▸ **Task objective**
Which lines of the data below include the string "CreateMembership"? Return each of them.

------ Extracted information

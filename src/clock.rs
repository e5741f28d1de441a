use chrono::{DateTime, Utc};
use std::sync::atomic::{AtomicI64, Ordering};

/// Source of the current time for TTL decisions
pub trait Clock: Send + Sync {
    fn now(&self) -> DateTime<Utc>;
}

/// Wall clock
#[derive(Debug, Default, Clone, Copy)]
pub struct SystemClock;

impl Clock for SystemClock {
    fn now(&self) -> DateTime<Utc> {
        Utc::now()
    }
}

/// Clock that only moves when told to
#[derive(Debug)]
pub struct ManualClock {
    millis: AtomicI64,
}

impl ManualClock {
    pub fn new(start: DateTime<Utc>) -> Self {
        Self {
            millis: AtomicI64::new(start.timestamp_millis()),
        }
    }

    pub fn advance(&self, by: std::time::Duration) {
        self.millis
            .fetch_add(by.as_millis() as i64, Ordering::SeqCst);
    }
}

impl Default for ManualClock {
    fn default() -> Self {
        Self::new(Utc::now())
    }
}

impl Clock for ManualClock {
    fn now(&self) -> DateTime<Utc> {
        let millis = self.millis.load(Ordering::SeqCst);
        DateTime::from_timestamp_millis(millis).unwrap_or_default()
    }
}
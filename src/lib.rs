pub mod api;
pub mod clock;
pub mod config;
pub mod error;
pub mod middleware;
pub mod models;
pub mod services;
pub mod session;
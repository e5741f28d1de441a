/// Catalog API client
///
/// Thin wrappers around the REST endpoints the client needs. Authenticated
/// calls send `Authorization: Token <token>` taken from the session store.
///
/// A 401 from any authenticated endpoint clears the stored credentials before
/// the error is returned, so later calls fail fast with `MissingToken` instead
/// of retrying a dead token. Only the rejected token is cleared; a session
/// that signed in while the request was in flight survives.
use std::{sync::Arc, time::Duration};

use reqwest::{Client as HttpClient, RequestBuilder, Response, StatusCode};
use serde::de::DeserializeOwned;
use tracing::instrument;

use crate::{
    error::ApiError,
    models::{
        ActivationRequest, CollectionKind, CreateMembership, LoginCredentials, LoginResponse,
        MembershipRecord, Movie, Paginated, RegisterUser, RegisteredUser, UserProfile,
    },
    services::providers::MembershipProvider,
    session::SessionStore,
};

/// Upper bound on pages followed while fetching one collection
const MAX_COLLECTION_PAGES: usize = 100;

#[derive(Clone)]
pub struct CatalogApiClient {
    http_client: HttpClient,
    api_url: String,
    session: Arc<SessionStore>,
}

impl CatalogApiClient {
    pub fn new(
        api_url: String,
        session: Arc<SessionStore>,
        request_timeout: Duration,
    ) -> Result<Self, ApiError> {
        let http_client = HttpClient::builder().timeout(request_timeout).build()?;

        Ok(Self {
            http_client,
            api_url: api_url.trim_end_matches('/').to_string(),
            session,
        })
    }

    pub fn session(&self) -> &Arc<SessionStore> {
        &self.session
    }

    fn url(&self, path: &str) -> String {
        format!("{}/{}", self.api_url, path.trim_start_matches('/'))
    }

    /// Attaches the session token, or fails without touching the network
    ///
    /// Returns the token used so a 401 can be matched against it.
    async fn authorize(&self, request: RequestBuilder) -> Result<(RequestBuilder, String), ApiError> {
        let token = self.session.token().await.ok_or(ApiError::MissingToken)?;
        let request = request.header("Authorization", format!("Token {}", token));
        Ok((request, token))
    }

    async fn ensure_success(response: Response) -> Result<Response, ApiError> {
        let status = response.status();
        if status.is_success() {
            return Ok(response);
        }

        let body = response.text().await.unwrap_or_default();
        Err(ApiError::Status {
            status: status.as_u16(),
            body,
        })
    }

    /// Sends an authenticated request, clearing credentials on 401
    async fn send_authenticated(&self, request: RequestBuilder) -> Result<Response, ApiError> {
        let (request, token) = self.authorize(request).await?;
        let response = request.send().await?;

        if response.status() == StatusCode::UNAUTHORIZED {
            let cleared = self.session.clear_if_token(&token).await;
            tracing::warn!(cleared, "Catalog API returned 401, dropping session token");
            return Err(ApiError::Unauthorized);
        }

        Self::ensure_success(response).await
    }

    async fn get_authenticated<T: DeserializeOwned>(&self, url: &str) -> Result<T, ApiError> {
        let response = self
            .send_authenticated(self.http_client.get(url).header("Accept", "application/json"))
            .await?;
        Ok(response.json().await?)
    }

    async fn post_public(&self, path: &str, body: &impl serde::Serialize) -> Result<Response, ApiError> {
        let response = self
            .http_client
            .post(self.url(path))
            .header("Accept", "application/json")
            .json(body)
            .send()
            .await?;
        Self::ensure_success(response).await
    }

    async fn get_public<T: DeserializeOwned>(
        &self,
        url: &str,
        query: &[(&str, String)],
    ) -> Result<T, ApiError> {
        let response = self
            .http_client
            .get(url)
            .header("Accept", "application/json")
            .query(query)
            .send()
            .await?;
        let response = Self::ensure_success(response).await?;
        Ok(response.json().await?)
    }

    /// Exchanges credentials for a token and stores it as the current session
    pub async fn login(&self, credentials: &LoginCredentials) -> Result<LoginResponse, ApiError> {
        tracing::info!(email = %credentials.email, "Attempting login");

        let login: LoginResponse = self
            .post_public("/auth/token/login/", credentials)
            .await?
            .json()
            .await?;

        self.session
            .set(login.auth_token.clone(), Some(credentials.email.clone()))
            .await
            .map_err(|e| ApiError::Session(e.to_string()))?;

        tracing::info!(email = %credentials.email, "Login successful");
        Ok(login)
    }

    /// Creates an account. The user still has to activate it and log in.
    pub async fn register(&self, user: &RegisterUser) -> Result<RegisteredUser, ApiError> {
        tracing::info!(email = %user.email, username = %user.username, "Registering user");
        let created: RegisteredUser = self.post_public("/auth/users/", user).await?.json().await?;
        tracing::info!(email = %created.email, "Registration accepted, awaiting activation");
        Ok(created)
    }

    /// Confirms the one-time code mailed after registration
    pub async fn activate(&self, activation: &ActivationRequest) -> Result<(), ApiError> {
        tracing::info!(email = %activation.email, "Verifying activation code");
        self.post_public("/auth/users/activation/", activation).await?;
        Ok(())
    }

    /// Forgets the local session. Returns false when nobody was signed in.
    pub async fn logout(&self) -> bool {
        self.session.clear().await
    }

    pub async fn current_user(&self) -> Result<UserProfile, ApiError> {
        self.get_authenticated(&self.url("/auth/users/me/")).await
    }

    pub async fn fetch_movies(&self, page: u32, page_size: u32) -> Result<Paginated<Movie>, ApiError> {
        tracing::debug!(page, page_size, "Fetching movies");
        self.get_public(
            &self.url("/api/movies/"),
            &[("page", page.to_string()), ("page_size", page_size.to_string())],
        )
        .await
    }

    pub async fn get_movie(&self, movie_id: u64) -> Result<Movie, ApiError> {
        self.get_public(&self.url(&format!("/api/movies/{}/", movie_id)), &[])
            .await
    }
}

#[async_trait::async_trait]
impl MembershipProvider for CatalogApiClient {
    #[instrument(skip(self, kind), fields(kind = %kind))]
    async fn list_memberships(
        &self,
        kind: CollectionKind,
    ) -> Result<Vec<MembershipRecord>, ApiError> {
        let mut records = Vec::new();
        let mut next = Some(self.url(&format!("/{}/", kind.path())));
        let mut pages = 0;

        while let Some(url) = next {
            if pages == MAX_COLLECTION_PAGES {
                return Err(ApiError::InvalidResponse(format!(
                    "{} listing exceeded {} pages",
                    kind, MAX_COLLECTION_PAGES
                )));
            }

            let page: Paginated<MembershipRecord> = self.get_authenticated(&url).await?;
            records.extend(page.results);
            next = page.next;
            pages += 1;
        }

        tracing::debug!(
            pages,
            records = records.len(),
            provider = self.name(),
            "Collection listed"
        );

        Ok(records)
    }

    #[instrument(skip(self, kind), fields(kind = %kind))]
    async fn create_membership(&self, kind: CollectionKind, movie_id: u64) -> Result<(), ApiError> {
        let request = self
            .http_client
            .post(self.url(&format!("/{}/", kind.path())))
            .json(&CreateMembership { movie_id });
        self.send_authenticated(request).await?;
        Ok(())
    }

    #[instrument(skip(self, kind), fields(kind = %kind))]
    async fn delete_membership(&self, kind: CollectionKind, record_id: u64) -> Result<(), ApiError> {
        let request = self
            .http_client
            .delete(self.url(&format!("/{}/{}/", kind.path(), record_id)));
        self.send_authenticated(request).await?;
        Ok(())
    }

    fn name(&self) -> &'static str {
        "catalog_api"
    }
}
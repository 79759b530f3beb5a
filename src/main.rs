use axum::{extract::Extension, response::IntoResponse, routing::get, Json, Router};
use securereport::{
    backend::{MemoryBackend, SharedBackend, SupabaseBackend},
    config::{
        self,
        backend::{BackendMode, SupabaseConfig},
    },
    middleware::security::privacy_headers_middleware,
    routes,
    services::generation::RequestGenerations,
    utils,
    websocket::hub::SessionHub,
};
use serde_json::json;
use std::env;
use std::net::SocketAddr;
use std::sync::Arc;
use tower::ServiceBuilder;
use tower_http::cors::CorsLayer;
use tower_http::trace::TraceLayer;
use tracing_subscriber::{layer::SubscriberExt, util::SubscriberInitExt};
use utoipa::openapi::security::{HttpAuthScheme, HttpBuilder, SecurityScheme};
use utoipa::{Modify, OpenApi};
use utoipa_swagger_ui::SwaggerUi;

#[derive(OpenApi)]
#[openapi(
    paths(
        health_check,
        // Auth routes
        securereport::handlers::auth::signup,
        securereport::handlers::auth::login,
        securereport::handlers::auth::refresh_token,
        securereport::handlers::auth::logout,
        securereport::handlers::auth::session,
        // Report routes
        securereport::handlers::report::create_report,
        securereport::handlers::report::list_my_reports,
        securereport::handlers::report::track_report,
    ),
    components(
        schemas(
            securereport::response::ApiResponse<serde_json::Value>,
            securereport::error::AppError,
            securereport::navigation::Screen,
            securereport::models::ReportStatus,
            // Auth
            securereport::validation::SignUpForm,
            securereport::validation::LoginForm,
            securereport::handlers::auth::AuthResponse,
            securereport::handlers::auth::RefreshTokenRequest,
            securereport::handlers::auth::TokenResponse,
            securereport::handlers::auth::LogoutResponse,
            securereport::handlers::auth::SessionResponse,
            // Report
            securereport::validation::ReportForm,
            securereport::handlers::report::CreateReportRequest,
            securereport::handlers::report::ReportResponse,
            securereport::handlers::report::StatusHistoryResponse,
            securereport::handlers::report::TrackedReportResponse,
            securereport::handlers::report::SubmissionResponse,
            securereport::handlers::report::ReportListResponse,
        )
    ),
    modifiers(&SecurityAddon),
    tags(
        (name = "auth", description = "Account and session operations"),
        (name = "reports", description = "Data-leak report operations"),
    )
)]
struct ApiDoc;

struct SecurityAddon;

impl Modify for SecurityAddon {
    fn modify(&self, openapi: &mut utoipa::openapi::OpenApi) {
        if let Some(components) = openapi.components.as_mut() {
            components.add_security_scheme(
                "jwt_token",
                SecurityScheme::Http(
                    HttpBuilder::new()
                        .scheme(HttpAuthScheme::Bearer)
                        .bearer_format("JWT")
                        .build(),
                ),
            );
        }
    }
}

#[tokio::main]
async fn main() -> anyhow::Result<()> {
    dotenv::dotenv().ok();
    init_tracing();

    // Validate configuration before doing anything else
    let (jwt_config, backend_mode) = validate_config()?;

    // Initialize JWT config
    utils::jwt::init_jwt_config(jwt_config)?;

    tracing::info!("Starting SecureReport v{}...", env!("CARGO_PKG_VERSION"));

    let backend: SharedBackend = match backend_mode {
        BackendMode::Supabase => {
            let supabase = SupabaseBackend::new(&SupabaseConfig::from_env()?)?;
            tracing::info!("Using hosted backend at {}", supabase.base_url());
            Arc::new(supabase)
        }
        BackendMode::Memory => {
            tracing::warn!("Using in-memory backend, data is lost on shutdown");
            Arc::new(MemoryBackend::new())
        }
    };

    let app = create_app()?
        .layer(Extension(backend))
        .layer(Extension(SessionHub::new()))
        .layer(Extension(RequestGenerations::new()));

    let host = env::var("HOST").unwrap_or_else(|_| "127.0.0.1".to_string());
    let port = env::var("PORT").unwrap_or_else(|_| "3000".to_string());
    let addr = format!("{}:{}", host, port);

    let listener = tokio::net::TcpListener::bind(&addr).await?;
    tracing::info!("Listening on http://{}", addr);
    tracing::info!("Swagger UI available at http://{}/swagger-ui/", addr);

    axum::serve(
        listener,
        app.into_make_service_with_connect_info::<SocketAddr>(),
    )
    .with_graceful_shutdown(shutdown_signal())
    .await?;

    tracing::info!("Server shut down gracefully");
    Ok(())
}

fn init_tracing() {
    let filter = tracing_subscriber::EnvFilter::try_from_default_env()
        .unwrap_or_else(|_| "securereport=debug,tower_http=debug,axum=debug".into());

    let json = env::var("LOG_FORMAT")
        .map(|v| v.trim().eq_ignore_ascii_case("json"))
        .unwrap_or(false);

    if json {
        tracing_subscriber::registry()
            .with(filter)
            .with(tracing_subscriber::fmt::layer().json())
            .init();
    } else {
        tracing_subscriber::registry()
            .with(filter)
            .with(tracing_subscriber::fmt::layer())
            .init();
    }
}

/// Validate all required configuration at startup (fail-fast).
fn validate_config() -> anyhow::Result<(config::jwt::JwtConfig, BackendMode)> {
    // JWT config — validated and cached
    let jwt_config = config::jwt::JwtConfig::from_env()?;

    let backend_mode = BackendMode::from_env()?;
    if backend_mode == BackendMode::Supabase {
        // Checked here for early error; the client is built later
        SupabaseConfig::from_env()?;
    }

    Ok((jwt_config, backend_mode))
}

fn build_cors_layer() -> CorsLayer {
    use axum::http::{header, HeaderName, HeaderValue, Method};

    let origins_str = env::var("CORS_ORIGINS").unwrap_or_else(|_| "*".to_string());

    let cors = CorsLayer::new()
        .allow_methods([Method::GET, Method::POST, Method::OPTIONS])
        .allow_headers([
            header::AUTHORIZATION,
            header::CONTENT_TYPE,
            HeaderName::from_static(securereport::handlers::VIEW_ID_HEADER),
        ]);

    if origins_str == "*" {
        cors.allow_origin(tower_http::cors::Any)
    } else {
        let origins: Vec<HeaderValue> = origins_str
            .split(',')
            .filter_map(|s| s.trim().parse().ok())
            .collect();
        // Cookies only flow to explicitly listed origins.
        cors.allow_origin(origins).allow_credentials(true)
    }
}

fn create_app() -> anyhow::Result<Router> {
    Ok(Router::new()
        .route("/", get(health_check))
        .merge(routes::create_routes()?)
        .merge(SwaggerUi::new("/swagger-ui").url("/api-docs/openapi.json", ApiDoc::openapi()))
        .layer(
            ServiceBuilder::new()
                .layer(TraceLayer::new_for_http())
                .layer(build_cors_layer())
                .layer(axum::middleware::from_fn(privacy_headers_middleware)),
        ))
}

#[utoipa::path(
    get,
    path = "/",
    responses(
        (status = 200, description = "Health check successful", body = serde_json::Value)
    )
)]
async fn health_check(Extension(backend): Extension<SharedBackend>) -> impl IntoResponse {
    Json(json!({
        "status": "ok",
        "service": "SecureReport",
        "version": env!("CARGO_PKG_VERSION"),
        "backend": backend.name(),
    }))
}

async fn shutdown_signal() {
    if let Err(e) = tokio::signal::ctrl_c().await {
        tracing::error!("Failed to install CTRL+C signal handler: {}", e);
        std::future::pending::<()>().await;
    }
    tracing::info!("Shutdown signal received, gracefully shutting down...");
}
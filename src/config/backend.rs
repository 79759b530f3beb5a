use anyhow::Result;
use std::env;
use std::time::Duration;

#[derive(Debug, Clone, Copy, PartialEq, Eq)]
pub enum BackendMode {
    Supabase,
    Memory,
}

impl BackendMode {
    pub fn from_env() -> Result<Self> {
        let raw = env::var("BACKEND_MODE").unwrap_or_else(|_| "supabase".to_string());
        match raw.trim().to_ascii_lowercase().as_str() {
            "supabase" => Ok(Self::Supabase),
            "memory" => Ok(Self::Memory),
            other => Err(anyhow::anyhow!(
                "BACKEND_MODE must be 'supabase' or 'memory', got '{}'",
                other
            )),
        }
    }
}

#[derive(Debug, Clone)]
pub struct SupabaseConfig {
    pub url: String,
    pub anon_key: String,
    pub timeout: Duration,
}

impl SupabaseConfig {
    pub fn from_env() -> Result<Self> {
        let url = env::var("SUPABASE_URL")
            .map_err(|_| anyhow::anyhow!("SUPABASE_URL environment variable must be set"))?;
        let url = url.trim().trim_end_matches('/').to_string();
        if !url.starts_with("http://") && !url.starts_with("https://") {
            return Err(anyhow::anyhow!(
                "SUPABASE_URL must start with http:// or https://"
            ));
        }

        let anon_key = env::var("SUPABASE_ANON_KEY")
            .map_err(|_| anyhow::anyhow!("SUPABASE_ANON_KEY environment variable must be set"))?;
        if anon_key.trim().is_empty() {
            return Err(anyhow::anyhow!("SUPABASE_ANON_KEY must not be empty"));
        }

        let timeout_secs = env::var("SUPABASE_TIMEOUT_SECS")
            .ok()
            .and_then(|s| s.parse().ok())
            .unwrap_or(15);

        Ok(Self {
            url,
            anon_key: anon_key.trim().to_string(),
            timeout: Duration::from_secs(timeout_secs),
        })
    }
}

------------

▸ **Your response**
        ActivationRequest, CollectionKind, CreateMembership, LoginCredentials, LoginResponse,
            .json(&CreateMembership { movie_id });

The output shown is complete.